On the afternoon shift of Friday 5/18/01 with Unit 2 at full power, Operations was in the process of removing the Unit 2 system auxiliary transformers (SATs) from service. The 6.9kv buses (258 and 259) [EA] that are normally powered by the Unit 2 SATs were transferred to the Unit 2 unit auxiliary transformers (UATs) [EA] to support the SAT outage. The Unit 2 safety related 4kv ESF buses [EB] that are normally powered by the Unit 2 SAT's were transferred to the Unit 1 SATs.
On Saturday 05/19/01, the SAT outage Project Manager (PM), an off-shift Senior Reactor Operator (SRO), led the midnight shift operations crew in a pre-job briefing. The Shift Manager, the Unit 2 Supervisor, both Unit 2 Nuclear Station Operators (NSOs), and four extra non-licensed operators participated in the pre- job briefing. The PM stressed the importance of operating the correct potential transformer fuse doors during the pre-job briefing. The Field Supervisor (FS) and the Work Execution Center (WEC) Supervisor did not participate in the pre-job brief. The FS was in the field investigating a problem on Unit 1 at the time of the pre-job briefing. Shift supervision failed to recognize the need to have the FS present at the briefing. This contributed to the improper command and control of the SAT outage evolution.

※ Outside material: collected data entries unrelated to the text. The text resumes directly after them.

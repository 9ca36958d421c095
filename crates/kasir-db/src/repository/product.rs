//! # Product Repository
//!
//! The Product Store: catalog records and their stock on hand.
//!
//! ## Key Operations
//! - Lookup by id
//! - Guarded stock decrement
//! - Admin CRUD (list, create, update, delete, count)
//!
//! ## Guarded Decrement
//! ```text
//! ┌─────────────────────────────────────────────────────────────────────────┐
//! │  UPDATE products SET stock = stock - q                                 │
//! │  WHERE id = ? AND stock >= q                                           │
//! │  RETURNING ...                                                          │
//! │       │                                                                 │
//! │       ├── row returned  → sold, stock already reduced                  │
//! │       │                                                                 │
//! │       └── no row        → re-read the product on the SAME connection   │
//! │                              ├── absent        → NotFound               │
//! │                              └── stock < q     → InsufficientStock      │
//! │                                                                         │
//! │  Check and write are one statement, so two checkouts can never both    │
//! │  pass the check on a stale read.                                       │
//! └─────────────────────────────────────────────────────────────────────────┘
//! ```

use sqlx::{Executor, Sqlite, SqliteConnection, SqlitePool};
use tracing::debug;

use crate::error::{DbError, DbResult};
use kasir_core::validation::{validate_product_input, validate_quantity};
use kasir_core::{Product, ProductInput};

// =============================================================================
// Shared Helpers
// =============================================================================

/// Reads one product through any executor (pool or open store transaction).
pub(crate) async fn fetch_product<'e, E>(executor: E, id: i64) -> DbResult<Option<Product>>
where
    E: Executor<'e, Database = Sqlite>,
{
    let product = sqlx::query_as::<_, Product>(
        "SELECT id, name, price, stock FROM products WHERE id = ?1",
    )
    .bind(id)
    .fetch_optional(executor)
    .await?;

    Ok(product)
}

/// Removes `quantity` units of product `id` and returns the product with its
/// reduced stock.
///
/// Runs on the caller's connection so the checkout engine can use it inside
/// its store transaction.
pub(crate) async fn take_stock(
    conn: &mut SqliteConnection,
    id: i64,
    quantity: i64,
) -> DbResult<Product> {
    let sold = sqlx::query_as::<_, Product>(
        r#"
        UPDATE products
        SET stock = stock - ?2
        WHERE id = ?1 AND stock >= ?2
        RETURNING id, name, price, stock
        "#,
    )
    .bind(id)
    .bind(quantity)
    .fetch_optional(&mut *conn)
    .await?;

    if let Some(product) = sold {
        return Ok(product);
    }

    match fetch_product(&mut *conn, id).await? {
        None => Err(DbError::not_found("Product", id)),
        Some(product) => {
            product.ensure_available(quantity)?;
            // The guard only fails on missing rows or short stock.
            Err(DbError::Internal(format!(
                "stock update for product {id} matched no row"
            )))
        }
    }
}

// =============================================================================
// Product Repository
// =============================================================================

/// Repository for product store operations.
///
/// ## Usage
/// ```rust,ignore
/// let repo = db.products();
///
/// let product = repo.get_by_id(1).await?;
/// repo.decrement_stock(1, 3).await?;
/// ```
#[derive(Debug, Clone)]
pub struct ProductRepository {
    pool: SqlitePool,
}

impl ProductRepository {
    /// Creates a new ProductRepository.
    pub fn new(pool: SqlitePool) -> Self {
        ProductRepository { pool }
    }

    /// Gets a product by its ID. Fails with `NotFound` when absent.
    pub async fn get_by_id(&self, id: i64) -> DbResult<Product> {
        debug!(id = id, "Getting product by ID");

        fetch_product(&self.pool, id)
            .await?
            .ok_or_else(|| DbError::not_found("Product", id))
    }

    /// Decrements stock outside of a checkout.
    ///
    /// ## Errors
    /// - `NotFound` when the product does not exist
    /// - `InsufficientStock` when `quantity` exceeds stock (stock untouched)
    /// - `InvalidInput` when `quantity <= 0`
    pub async fn decrement_stock(&self, id: i64, quantity: i64) -> DbResult<Product> {
        debug!(id = id, quantity = quantity, "Decrementing stock");

        validate_quantity(quantity)?;

        let mut conn = self.pool.acquire().await?;
        take_stock(&mut conn, id, quantity).await
    }

    /// Lists all products ordered by id.
    pub async fn list(&self) -> DbResult<Vec<Product>> {
        let products = sqlx::query_as::<_, Product>(
            "SELECT id, name, price, stock FROM products ORDER BY id",
        )
        .fetch_all(&self.pool)
        .await?;

        debug!(count = products.len(), "Listed products");
        Ok(products)
    }

    /// Creates a product and returns it with its assigned id.
    pub async fn create(&self, input: &ProductInput) -> DbResult<Product> {
        validate_product_input(input)?;

        debug!(name = %input.name, price = input.price, stock = input.stock, "Creating product");

        let product = sqlx::query_as::<_, Product>(
            r#"
            INSERT INTO products (name, price, stock)
            VALUES (?1, ?2, ?3)
            RETURNING id, name, price, stock
            "#,
        )
        .bind(input.name.trim())
        .bind(input.price)
        .bind(input.stock)
        .fetch_one(&self.pool)
        .await?;

        Ok(product)
    }

    /// Replaces name, price and stock of an existing product.
    pub async fn update(&self, id: i64, input: &ProductInput) -> DbResult<Product> {
        validate_product_input(input)?;

        debug!(id = id, "Updating product");

        sqlx::query_as::<_, Product>(
            r#"
            UPDATE products
            SET name = ?2, price = ?3, stock = ?4
            WHERE id = ?1
            RETURNING id, name, price, stock
            "#,
        )
        .bind(id)
        .bind(input.name.trim())
        .bind(input.price)
        .bind(input.stock)
        .fetch_optional(&self.pool)
        .await?
        .ok_or_else(|| DbError::not_found("Product", id))
    }

    /// Deletes a product. Past transaction details keep their snapshot.
    pub async fn delete(&self, id: i64) -> DbResult<()> {
        debug!(id = id, "Deleting product");

        let result = sqlx::query("DELETE FROM products WHERE id = ?1")
            .bind(id)
            .execute(&self.pool)
            .await?;

        if result.rows_affected() == 0 {
            return Err(DbError::not_found("Product", id));
        }

        Ok(())
    }

    /// Counts all products.
    pub async fn count(&self) -> DbResult<i64> {
        let count: i64 = sqlx::query_scalar("SELECT COUNT(*) FROM products")
            .fetch_one(&self.pool)
            .await?;

        Ok(count)
    }
}

// =============================================================================
// Unit Tests
// =============================================================================

#[cfg(test)]
mod tests {
    use super::*;
    use crate::pool::{Database, DbConfig};
    use kasir_core::CoreError;

    async fn setup() -> ProductRepository {
        let db = Database::new(DbConfig::in_memory()).await.unwrap();
        db.products()
    }

    fn input(name: &str, price: i64, stock: i64) -> ProductInput {
        ProductInput {
            name: name.to_string(),
            price,
            stock,
        }
    }

    #[tokio::test]
    async fn test_create_and_get() {
        let repo = setup().await;

        let created = repo.create(&input("  Indomie Rebus ", 3500, 10)).await.unwrap();
        assert!(created.id > 0);
        assert_eq!(created.name, "Indomie Rebus");

        let fetched = repo.get_by_id(created.id).await.unwrap();
        assert_eq!(fetched, created);
    }

    #[tokio::test]
    async fn test_get_missing_is_not_found() {
        let repo = setup().await;
        let err = repo.get_by_id(99).await.unwrap_err();
        assert!(err.is_not_found());
    }

    #[tokio::test]
    async fn test_create_rejects_invalid_input() {
        let repo = setup().await;

        let err = repo.create(&input("", 3500, 10)).await.unwrap_err();
        assert!(matches!(err, DbError::Core(CoreError::Validation(_))));

        let err = repo.create(&input("Teh", -1, 10)).await.unwrap_err();
        assert!(matches!(err, DbError::Core(CoreError::Validation(_))));

        assert_eq!(repo.count().await.unwrap(), 0);
    }

    #[tokio::test]
    async fn test_list_is_ordered_by_id() {
        let repo = setup().await;
        let a = repo.create(&input("Indomie Rebus", 3500, 10)).await.unwrap();
        let b = repo.create(&input("Martabak Kanji", 3000, 40)).await.unwrap();

        let all = repo.list().await.unwrap();
        assert_eq!(all, vec![a, b]);
        assert_eq!(repo.count().await.unwrap(), 2);
    }

    #[tokio::test]
    async fn test_update_and_delete() {
        let repo = setup().await;
        let p = repo.create(&input("Indomie Rebus", 3500, 10)).await.unwrap();

        let updated = repo
            .update(p.id, &input("Indomie Goreng", 3800, 12))
            .await
            .unwrap();
        assert_eq!(updated.id, p.id);
        assert_eq!(updated.name, "Indomie Goreng");
        assert_eq!(updated.price, 3800);
        assert_eq!(updated.stock, 12);

        repo.delete(p.id).await.unwrap();
        assert!(repo.delete(p.id).await.unwrap_err().is_not_found());
        assert!(repo
            .update(p.id, &input("Gone", 1, 1))
            .await
            .unwrap_err()
            .is_not_found());
    }

    #[tokio::test]
    async fn test_decrement_stock() {
        let repo = setup().await;
        let p = repo.create(&input("Martabak Kanji", 3000, 40)).await.unwrap();

        let after = repo.decrement_stock(p.id, 15).await.unwrap();
        assert_eq!(after.stock, 25);

        // Exact stock is allowed and lands on zero.
        let after = repo.decrement_stock(p.id, 25).await.unwrap();
        assert_eq!(after.stock, 0);
    }

    #[tokio::test]
    async fn test_decrement_stock_rejections_leave_stock() {
        let repo = setup().await;
        let p = repo.create(&input("Indomie Rebus", 3500, 10)).await.unwrap();

        let err = repo.decrement_stock(p.id, 11).await.unwrap_err();
        match err {
            DbError::Core(CoreError::InsufficientStock {
                product_id,
                requested,
                available,
            }) => {
                assert_eq!(product_id, p.id);
                assert_eq!(requested, 11);
                assert_eq!(available, 10);
            }
            other => panic!("unexpected error: {other:?}"),
        }

        assert!(repo.decrement_stock(99, 1).await.unwrap_err().is_not_found());
        assert!(matches!(
            repo.decrement_stock(p.id, 0).await.unwrap_err(),
            DbError::Core(CoreError::Validation(_))
        ));

        assert_eq!(repo.get_by_id(p.id).await.unwrap().stock, 10);
    }
}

The non-licensed operators assigned to the task had not performed this evolution previously and did not have experience working with potential transformer fuses.
Because of the inexperience of the non-licensed operators performing this evolution, the PM directed the FS to observe the potential transformer fuse removal. Although the FS was not present at the pre-job briefing, the FS was experienced in this task and had observed performance of this task in the past.

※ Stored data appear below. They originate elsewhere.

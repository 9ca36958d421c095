//! # Validation Module
//!
//! Input validation for Kasir POS.
//!
//! ## Validation Strategy
//! ```text
//! ┌─────────────────────────────────────────────────────────────────────────┐
//! │                      Validation Layers                                  │
//! │                                                                         │
//! │  Layer 1: HTTP extractor (axum)                                        │
//! │  └── JSON shape / numeric types                                        │
//! │           │                                                             │
//! │           ▼                                                             │
//! │  Layer 2: THIS MODULE - business rule validation                       │
//! │  ├── checkout: non-empty, bounded, quantities > 0                      │
//! │  └── product: name present, price/stock >= 0                           │
//! │           │                                                             │
//! │           ▼                                                             │
//! │  Layer 3: Database (SQLite)                                            │
//! │  └── CHECK (stock >= 0), CHECK (price >= 0), NOT NULL                  │
//! └─────────────────────────────────────────────────────────────────────────┘
//! ```

use crate::error::ValidationError;
use crate::types::{CheckoutItem, ProductInput};
use crate::{MAX_CHECKOUT_ITEMS, MAX_PRODUCT_NAME_LEN};

/// Result type for validation operations.
pub type ValidationResult<T> = Result<T, ValidationError>;

// =============================================================================
// String Validators
// =============================================================================

/// Validates a product name.
///
/// ## Rules
/// - Must not be empty after trimming
/// - At most `MAX_PRODUCT_NAME_LEN` characters
///
/// ## Example
/// ```rust
/// use kasir_core::validation::validate_product_name;
///
/// assert!(validate_product_name("Indomie Rebus").is_ok());
/// assert!(validate_product_name("   ").is_err());
/// ```
pub fn validate_product_name(name: &str) -> ValidationResult<()> {
    let name = name.trim();

    if name.is_empty() {
        return Err(ValidationError::Required {
            field: "name".to_string(),
        });
    }

    if name.chars().count() > MAX_PRODUCT_NAME_LEN {
        return Err(ValidationError::TooLong {
            field: "name".to_string(),
            max: MAX_PRODUCT_NAME_LEN,
        });
    }

    Ok(())
}

// =============================================================================
// Numeric Validators
// =============================================================================

/// Validates a checkout quantity. Must be positive (> 0).
pub fn validate_quantity(qty: i64) -> ValidationResult<()> {
    if qty <= 0 {
        return Err(ValidationError::MustBePositive {
            field: "quantity".to_string(),
        });
    }

    Ok(())
}

/// Validates a unit price. Zero is allowed (free items).
pub fn validate_price(price: i64) -> ValidationResult<()> {
    non_negative("price", price)
}

/// Validates a stock level.
pub fn validate_stock(stock: i64) -> ValidationResult<()> {
    non_negative("stock", stock)
}

fn non_negative(field: &str, value: i64) -> ValidationResult<()> {
    if value < 0 {
        return Err(ValidationError::OutOfRange {
            field: field.to_string(),
            min: 0,
            max: i64::MAX,
        });
    }

    Ok(())
}

// =============================================================================
// Composite Validators
// =============================================================================

/// Validates a full product create/update body.
pub fn validate_product_input(input: &ProductInput) -> ValidationResult<()> {
    validate_product_name(&input.name)?;
    validate_price(input.price)?;
    validate_stock(input.stock)?;
    Ok(())
}

/// Validates a checkout request before any store access.
///
/// ## Rules
/// - At least one item
/// - At most `MAX_CHECKOUT_ITEMS` items
/// - Every quantity positive
///
/// ## User Workflow
/// ```text
/// POST /api/checkout {"items": []}
///      │
///      ▼
/// validate_checkout_items ← THIS FUNCTION
///      │
///      ├── empty?            → Required("items")
///      ├── > 100 lines?      → TooMany("items")
///      ├── quantity <= 0?    → MustBePositive("quantity")
///      │
///      └── OK → Transaction engine opens the store transaction
/// ```
pub fn validate_checkout_items(items: &[CheckoutItem]) -> ValidationResult<()> {
    if items.is_empty() {
        return Err(ValidationError::Required {
            field: "items".to_string(),
        });
    }

    if items.len() > MAX_CHECKOUT_ITEMS {
        return Err(ValidationError::TooMany {
            field: "items".to_string(),
            max: MAX_CHECKOUT_ITEMS,
        });
    }

    items
        .iter()
        .try_for_each(|item| validate_quantity(item.quantity))
}

// =============================================================================
// Unit Tests
// =============================================================================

When the non-licensed operators were ready to remove the first set of potential transformer fuses, they contacted the FS for further direction and guidance per the pre-job briefing instructions. The FS explained and supervised removal of the potential transformer fuses for bus 241 SAT feed potential transformer.

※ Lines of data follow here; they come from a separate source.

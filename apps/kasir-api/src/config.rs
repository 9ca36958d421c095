//! Server configuration.
//!
//! Loaded from a `.env` file when present, then from the process
//! environment.
//!
//! | Variable             | Required | Default   |
//! |----------------------|----------|-----------|
//! | `DB_CONN`            | yes      |           |
//! | `PORT`               | no       | `8080`    |
//! | `HOST`               | no       | `0.0.0.0` |
//! | `DB_MAX_CONNECTIONS` | no       | `5`       |

use std::env;
use std::net::SocketAddr;
use std::str::FromStr;

use kasir_db::DbConfig;

/// Kasir API configuration.
#[derive(Debug, Clone, PartialEq, Eq)]
pub struct AppConfig {
    /// Interface to bind.
    pub host: String,

    /// HTTP port.
    pub port: u16,

    /// SQLite connection string.
    pub db_conn: String,

    /// Pool size for the store.
    pub db_max_connections: u32,
}

impl AppConfig {
    /// Load configuration from `.env` and the environment.
    pub fn load() -> Result<Self, ConfigError> {
        dotenvy::dotenv().ok();
        Self::from_lookup(|key| env::var(key).ok())
    }

    /// Builds the configuration from any key lookup.
    pub fn from_lookup<F>(lookup: F) -> Result<Self, ConfigError>
    where
        F: Fn(&str) -> Option<String>,
    {
        let db_conn = lookup("DB_CONN")
            .map(|v| v.trim().to_string())
            .filter(|v| !v.is_empty())
            .ok_or_else(|| ConfigError::MissingRequired("DB_CONN".to_string()))?;

        Ok(AppConfig {
            host: lookup("HOST")
                .filter(|v| !v.trim().is_empty())
                .unwrap_or_else(|| "0.0.0.0".to_string()),
            port: parse_or(&lookup, "PORT", 8080)?,
            db_conn,
            db_max_connections: parse_or(&lookup, "DB_MAX_CONNECTIONS", 5)?,
        })
    }

    /// Socket address the server binds to.
    pub fn socket_addr(&self) -> Result<SocketAddr, ConfigError> {
        format!("{}:{}", self.host, self.port)
            .parse()
            .map_err(|_| ConfigError::InvalidValue("HOST".to_string()))
    }

    /// Store configuration derived from this config.
    pub fn db_config(&self) -> DbConfig {
        DbConfig::new(self.db_conn.as_str()).max_connections(self.db_max_connections)
    }
}

fn parse_or<F, T>(lookup: &F, key: &str, default: T) -> Result<T, ConfigError>
where
    F: Fn(&str) -> Option<String>,
    T: FromStr,
{
    match lookup(key) {
        None => Ok(default),
        Some(raw) if raw.trim().is_empty() => Ok(default),
        Some(raw) => raw
            .trim()
            .parse()
            .map_err(|_| ConfigError::InvalidValue(key.to_string())),
    }
}

/// Configuration error types.
#[derive(Debug, thiserror::Error, PartialEq, Eq)]
pub enum ConfigError {
    #[error("Invalid value for {0}")]
    InvalidValue(String),

    #[error("Missing required configuration: {0}")]
    MissingRequired(String),
}

#[cfg(test)]
mod tests {
    use super::*;
    use std::collections::HashMap;

    fn lookup_from(pairs: &[(&str, &str)]) -> impl Fn(&str) -> Option<String> {
        let map: HashMap<String, String> = pairs
            .iter()
            .map(|(k, v)| (k.to_string(), v.to_string()))
            .collect();
        move |key| map.get(key).cloned()
    }

    #[test]
    fn test_defaults() {
        let config = AppConfig::from_lookup(lookup_from(&[("DB_CONN", "sqlite://kasir.db")])).unwrap();
        assert_eq!(config.host, "0.0.0.0");
        assert_eq!(config.port, 8080);
        assert_eq!(config.db_conn, "sqlite://kasir.db");
        assert_eq!(config.db_max_connections, 5);
        assert_eq!(config.socket_addr().unwrap().to_string(), "0.0.0.0:8080");
    }

    #[test]
    fn test_overrides() {
        let config = AppConfig::from_lookup(lookup_from(&[
            ("DB_CONN", "sqlite://other.db"),
            ("PORT", "3000"),
            ("HOST", "127.0.0.1"),
            ("DB_MAX_CONNECTIONS", "12"),
        ]))
        .unwrap();
        assert_eq!(config.socket_addr().unwrap().to_string(), "127.0.0.1:3000");
        assert_eq!(config.db_config().max_connections, 12);
        assert_eq!(config.db_config().url, "sqlite://other.db");
    }

    #[test]
    fn test_db_conn_is_required() {
        assert_eq!(
            AppConfig::from_lookup(lookup_from(&[])),
            Err(ConfigError::MissingRequired("DB_CONN".to_string()))
        );
        assert_eq!(
            AppConfig::from_lookup(lookup_from(&[("DB_CONN", "  ")])),
            Err(ConfigError::MissingRequired("DB_CONN".to_string()))
        );
    }

    #[test]
    fn test_invalid_numbers() {
        assert_eq!(
            AppConfig::from_lookup(lookup_from(&[("DB_CONN", "sqlite://k.db"), ("PORT", "eighty")])),
            Err(ConfigError::InvalidValue("PORT".to_string()))
        );
        assert_eq!(
            AppConfig::from_lookup(lookup_from(&[
                ("DB_CONN", "sqlite://k.db"),
                ("DB_MAX_CONNECTIONS", "-1"),
            ])),
            Err(ConfigError::InvalidValue("DB_MAX_CONNECTIONS".to_string()))
        );
    }

    #[test]
    fn test_bad_host() {
        let config = AppConfig::from_lookup(lookup_from(&[
            ("DB_CONN", "sqlite://k.db"),
            ("HOST", "not a host"),
        ]))
        .unwrap();
        assert!(config.socket_addr().is_err());
    }
}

Within the fuse cabinet, there is an upper and a lower door. One door is for the bus potential transformer, the other is for the SAT feed potential transformers.
The potential transformer fuse removal on bus 241 and bus 242 required the upper door labeled "SAT FEED POTENTIAL TRANSFORMERS" to be opened. Prior to beginning Nuclear Station Operator (NSO) contacted the FS for a problem not related to the Unit 2 SAT outage. Before leaving the area, the FS questioned the non-licensed operators to ensure they were comfortable with continuing the fuse removal evolution in his absence. The non-licensed operators answered in the affirmative and the FS left the area. The non-licensed operators successfully removed the bus 242 potential transformer fuses. The non-licensed operators then proceeded to the 6.9kv switchgear room to continue with bus 258 potential transformer fuse removal.
The non-licensed operators identified the correct external cubicle door for 6.9kv bus 258 using concurrent verification. A third non-licensed operator already wearing protective gear from another evolution joined the group to complete the fuse removal evolution. This non-licensed operator had attended the pre-job briefing.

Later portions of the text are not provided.